**DATA IN THIS EXERCISE**
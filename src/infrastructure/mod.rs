// Infrastructure layer - External dependencies and adapters
pub mod config;
pub mod scope_transport;
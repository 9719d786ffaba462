//! Error types for operations

/// Failure categories an operation can settle with.
///
/// `Interrupted` only ever classifies a failure: an interrupted call is
/// delivered to the cancel channel, never to error subscribers.
#[derive(Debug, Clone, PartialEq, Eq, thiserror::Error)]
pub enum Error {
    #[error("transport error: {0}")]
    Transport(String),

    #[error("operation interrupted")]
    Interrupted,

    #[error("decode error: {0}")]
    Decode(String),

    #[error("invalid configuration: {0}")]
    Config(String),
}

impl Error {
    /// Whether this error is the interruption marker raised by a cancelled token.
    pub fn is_interruption(&self) -> bool {
        matches!(self, Error::Interrupted)
    }
}

impl From<reqwest::Error> for Error {
    fn from(e: reqwest::Error) -> Self {
        Error::Transport(e.to_string())
    }
}

/// Result alias for operation plumbing.
pub type Result<T> = std::result::Result<T, Error>;
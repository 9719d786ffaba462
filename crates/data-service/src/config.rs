//! Pool configuration loading
//!
//! Config precedence for the file path: CLI arg > `DATA_SERVICE_CONFIG` env var >
//! `data-service.toml` in the working directory. The file carries the pool's
//! defaults; nothing is read from ambient global state after loading.

use std::path::{Path, PathBuf};
use std::str::FromStr;
use std::time::Duration;

use reqwest::header::{HeaderMap, HeaderName, HeaderValue};
use serde::Deserialize;
use tracing::warn;

use crate::pool::Defaults;

/// Root configuration
#[derive(Debug, Clone, Deserialize)]
pub struct PoolConfig {
    /// Prefix joined onto every route. Empty means routes are full URLs.
    #[serde(default)]
    pub base_url: String,
    /// Idle timeout before an operation is cancelled. 0 evicts immediately.
    #[serde(default = "default_timeout_ms")]
    pub timeout_ms: u64,
    #[serde(default)]
    pub headers: Vec<HeaderEntry>,
}

/// Default header sent with every request unless overridden per call
#[derive(Debug, Clone, Deserialize)]
pub struct HeaderEntry {
    pub name: String,
    pub value: String,
}

fn default_timeout_ms() -> u64 {
    30_000
}

impl Default for PoolConfig {
    fn default() -> Self {
        Self {
            base_url: String::new(),
            timeout_ms: default_timeout_ms(),
            headers: Vec::new(),
        }
    }
}

impl PoolConfig {
    /// Load configuration from a TOML file.
    pub fn load(path: &Path) -> common::Result<Self> {
        let contents = std::fs::read_to_string(path)?;
        Self::parse(&contents)
    }

    /// Parse and validate configuration from TOML text.
    pub fn parse(contents: &str) -> common::Result<Self> {
        let config: PoolConfig = toml::from_str(contents)?;

        if !config.base_url.is_empty()
            && !config.base_url.starts_with("http://")
            && !config.base_url.starts_with("https://")
        {
            return Err(common::Error::Config(format!(
                "base_url must start with http:// or https://, got: {}",
                config.base_url
            )));
        }

        Ok(config)
    }

    /// Resolve config file path from CLI arg or DATA_SERVICE_CONFIG env var.
    pub fn resolve_path(cli_path: Option<&str>) -> PathBuf {
        if let Some(p) = cli_path {
            return PathBuf::from(p);
        }
        if let Ok(p) = std::env::var("DATA_SERVICE_CONFIG") {
            return PathBuf::from(p);
        }
        PathBuf::from("data-service.toml")
    }

    pub fn timeout(&self) -> Duration {
        Duration::from_millis(self.timeout_ms)
    }

    /// Convert into pool defaults. Invalid header entries are skipped with a warning.
    pub fn defaults(&self) -> Defaults {
        Defaults {
            base_url: self.base_url.clone(),
            headers: header_map(&self.headers),
            timeout: self.timeout(),
        }
    }
}

/// Build a header map from name/value pairs, skipping entries that are not valid HTTP headers.
pub fn header_map(entries: &[HeaderEntry]) -> HeaderMap {
    let mut headers = HeaderMap::new();
    for entry in entries {
        let name = match HeaderName::from_str(&entry.name) {
            Ok(n) => n,
            Err(e) => {
                warn!(header = %entry.name, error = %e, "skipping invalid header name");
                continue;
            }
        };
        let value = match HeaderValue::from_str(&entry.value) {
            Ok(v) => v,
            Err(e) => {
                warn!(header = %entry.name, error = %e, "skipping invalid header value");
                continue;
            }
        };
        headers.insert(name, value);
    }
    headers
}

**WORK REQUIRED**
Stop at the line containing "pub fn is_interruption(&self)". Please print exactly every line before it from the start of the records, plus that line itself, and nothing else.

**RESULT OF THIS EXERCISE**
filename src/infrastructure/mod.rs
// Infrastructure layer - External dependencies and adapters
pub mod config;
pub mod scope_transport;
repository 9719d786ffaba462
//! Error types for operations

/// Failure categories an operation can settle with.
///
/// `Interrupted` only ever classifies a failure: an interrupted call is
/// delivered to the cancel channel, never to error subscribers.
#[derive(Debug, Clone, PartialEq, Eq, thiserror::Error)]
pub enum Error {
    #[error("transport error: {0}")]
    Transport(String),

    #[error("operation interrupted")]
    Interrupted,

    #[error("decode error: {0}")]
    Decode(String),

    #[error("invalid configuration: {0}")]
    Config(String),
}

impl Error {
    /// Whether this error is the interruption marker raised by a cancelled token.
    pub fn is_interruption(&self) -> bool {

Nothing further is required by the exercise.